Minnesota Prairie Roots

Writing and photography by Audrey Kletscher Helbling

Fish art along the Mississippi in Monticello October 20, 2022

The Mississippi River in Monticello, MN. (Minnesota Prairie Roots copyrighted photo September 2022)

ALMOST ON A DAILY BASIS now I hear and read media reports about the Mississippi River, reportedly at its lowest level in a decade. Lack of rain led to this situation which is now causing shipping problems, concerns about drinking water supplies and issues with salt water creeping into the river.

Fish art along the Mississippi in Monticello. (Minnesota Prairie Roots copyrighted photo September 2022)

I need only look at lakes, rivers, streams and creeks in southern Minnesota to see how drought is affecting our waterways. Dry creek beds, exposed rock, clearly low water levels raise my concern.

Arrows on the public art list locations along the Mississippi. (Minnesota Prairie Roots copyrighted photo September 2022)

Some 270 miles to the north of Faribault in Itasca State Park, the Mississippi River begins. Like most Minnesotans, I’ve walked across the headwaters. The Mississippi starts as a narrow, knee-deep river that widens and deepens and flows 694 miles through Minnesota. It passes through communities like Bemidji (at its northern-most point), Brainerd, Little Falls, St. Cloud, Minneapolis, Hastings and many towns and cities in between before spilling into Iowa on its 2,350-mile journey to the Gulf of Mexico.

These lovely homes are next to the park by the river. (Minnesota Prairie Roots copyrighted photo September 2022)

Recently, on a return trip home from a family member’s lake cabin in the Brainerd Lakes area, Randy and I stopped for a picnic lunch at West Bridge Park in Monticello. On the northwest edge of the Twin Cities metro, this community hugs the Mississippi. The park, just off State Highway 25 by the river bridge, is easily accessible, but noisy with the steady drone of traffic.

Community members designed and painted the individual fish for this project. (Minnesota Prairie Roots copyrighted photo September 2022)

The creativity in these fish is unique, a reflection of the community. (Minnesota Prairie Roots copyrighted photo September 2022)

Another version of funky fish from community creators. (Minnesota Prairie Roots copyrighted photo September 2022)

Yet, even if not peaceful, the park is worth visiting. I discovered here a MontiArts Community Project, “The Funky Fish Sign.” Wooden fish cut-outs painted by community members are attached to the trunk of a dead oak as are wooden arrows crafted from old park benches. Those arrows list destinations and river miles from Monticello. To Lake Itasca, 443 river miles. To St. Paul, 43 river miles. To New Orleans, 1,776 river miles.

Public art posted on a dead oak removed from a local cemetery and “replanted” along the Mississippi River bank. (Minnesota Prairie Roots copyrighted photo September 2022)
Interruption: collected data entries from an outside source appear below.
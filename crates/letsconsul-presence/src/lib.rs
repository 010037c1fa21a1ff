//! Instance liveness: registration, TTL heartbeat, graceful withdrawal.
//!
//! The supervisor registers this process as one discoverable instance
//! with a TTL health check, keeps the check passing from a background
//! task, and withdraws the registration exactly once on shutdown. If the
//! process dies without deregistering, the TTL expiry marks the instance
//! critical on its own.

use std::sync::Arc;
use std::time::Duration;

use letsconsul_store::{ServiceAgent, ServiceDefinition, StoreError};
use tokio::task::JoinHandle;
use tokio_util::sync::CancellationToken;

/// Window within which a heartbeat must arrive before the registry marks
/// the instance critical.
pub const DEFAULT_TTL: Duration = Duration::from_secs(5);

/// Heartbeat cadence; must stay comfortably inside the TTL.
pub const DEFAULT_HEARTBEAT_INTERVAL: Duration = Duration::from_secs(2);

const HEARTBEAT_NOTE: &str = "Internal TTL ping";

/// Errors from the liveness protocol. Registration failure is fatal at
/// startup; deregistration failure is fatal at shutdown. Heartbeat
/// failures never surface here — they are logged and retried.
#[derive(Debug, thiserror::Error)]
pub enum RegistrationError {
    #[error("service registration failed: {0}")]
    Register(#[source] StoreError),

    #[error("service deregistration failed: {0}")]
    Deregister(#[source] StoreError),

    #[error("instance is not registered")]
    NotRegistered,
}

/// Observable lifecycle of this instance's registry entry.
#[derive(Debug, Clone, Copy, PartialEq, Eq)]
pub enum HealthState {
    Unregistered,
    Passing,
    Deregistered,
}

/// Registers the process instance and keeps its TTL check passing until
/// shutdown.
pub struct LivenessSupervisor {
    agent: Arc<dyn ServiceAgent>,
    service_name: String,
    port: u16,
    ttl: Duration,
    heartbeat_interval: Duration,
    instance_id: String,
    state: HealthState,
    heartbeat: Option<(CancellationToken, JoinHandle<()>)>,
}

impl LivenessSupervisor {
    /// Create a supervisor with a fresh per-process instance ID and the
    /// default TTL and heartbeat cadence.
    pub fn new(agent: Arc<dyn ServiceAgent>, service_name: impl Into<String>, port: u16) -> Self {
        Self {
            agent,
            service_name: service_name.into(),
            port,
            ttl: DEFAULT_TTL,
            heartbeat_interval: DEFAULT_HEARTBEAT_INTERVAL,
            instance_id: uuid::Uuid::new_v4().to_string(),
            state: HealthState::Unregistered,
            heartbeat: None,
        }
    }

    pub fn with_intervals(mut self, ttl: Duration, heartbeat_interval: Duration) -> Self {
        self.ttl = ttl;
        self.heartbeat_interval = heartbeat_interval;
        self
    }

    pub fn instance_id(&self) -> &str {
        &self.instance_id
    }

    pub fn state(&self) -> HealthState {
        self.state
    }

    /// TTL check identifier derived from the instance ID, matching the
    /// agent's `service:<id>` convention.
    pub fn check_id(&self) -> String {
        format!("service:{}", self.instance_id)
    }

    /// Register this instance and start the heartbeat task.
    pub async fn register(&mut self) -> Result<(), RegistrationError> {
        let definition = ServiceDefinition {
            id: self.instance_id.clone(),
            name: self.service_name.clone(),
            port: self.port,
            ttl: self.ttl,
        };
        self.agent
            .register(&definition)
            .await
            .map_err(RegistrationError::Register)?;
        self.state = HealthState::Passing;

        let cancel = CancellationToken::new();
        let handle = tokio::spawn(heartbeat_loop(
            Arc::clone(&self.agent),
            self.check_id(),
            self.heartbeat_interval,
            cancel.clone(),
        ));
        self.heartbeat = Some((cancel, handle));

        tracing::info!(
            instance = %self.instance_id,
            service = %self.service_name,
            port = self.port,
            ttl_secs = self.ttl.as_secs(),
            "Registered with TTL check"
        );
        Ok(())
    }

    /// Stop the heartbeat, then withdraw the registration.
    ///
    /// The heartbeat task is always stopped first so a half-dead entry
    /// can't be kept passing while the registration is being removed. A
    /// deregistration failure is returned to the caller as fatal; the TTL
    /// check expires the entry on its own after that.
    pub async fn deregister(&mut self) -> Result<(), RegistrationError> {
        let (cancel, handle) = self
            .heartbeat
            .take()
            .ok_or(RegistrationError::NotRegistered)?;
        cancel.cancel();
        let _ = handle.await;

        tracing::info!(instance = %self.instance_id, "Deregistering service instance");
        self.agent
            .deregister(&self.instance_id)
            .await
            .map_err(RegistrationError::Deregister)?;
        self.state = HealthState::Deregistered;
        tracing::info!(instance = %self.instance_id, "Deregistration successful");
        Ok(())
    }
}

/// Pass the TTL check every interval until cancelled. Failures are logged
/// and retried at the next interval — the external TTL mechanism decides
/// when persistent failure turns critical.
async fn heartbeat_loop(
    agent: Arc<dyn ServiceAgent>,
    check_id: String,
    interval: Duration,
    cancel: CancellationToken,
) {
    let mut ticker = tokio::time::interval(interval);
    loop {
        tokio::select! {
            _ = cancel.cancelled() => break,
            _ = ticker.tick() => {
                if let Err(e) = agent.pass_ttl(&check_id, HEARTBEAT_NOTE).await {
                    tracing::warn!(check = %check_id, error = %e, "Heartbeat failed, retrying next interval");
                }
            }
        }
    }
    tracing::debug!(check = %check_id, "Heartbeat stopped");
}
This riverside fish tree meets MontiArts’ goal of “using the arts to build community.” This truly was a community project with residents, interns and city employees working together to create public art that connects Monticello to the Mississippi from beginning to end.

I especially like the buffalo plaid on this fish. (Minnesota Prairie Roots copyrighted photo September 2022)

But this is about more than a river and geography. In an online video about the project, I learned that the variety in the painted fish represents the differences in people. We are each unique.

From afar, “The Funky Fish Sign” blends into the riverside landscape. (Minnesota Prairie Roots copyrighted photo September 2022)

As individual as we are, though, we are collectively all residents of Earth. We are tasked with caring for natural resources like water, like the mighty Mississippi. This beautiful, scenic, powerful waterway is vital to our economy, vital to our water supply, vital to our leisure, our enjoyment, and, in Monticello, to connecting creativity and community.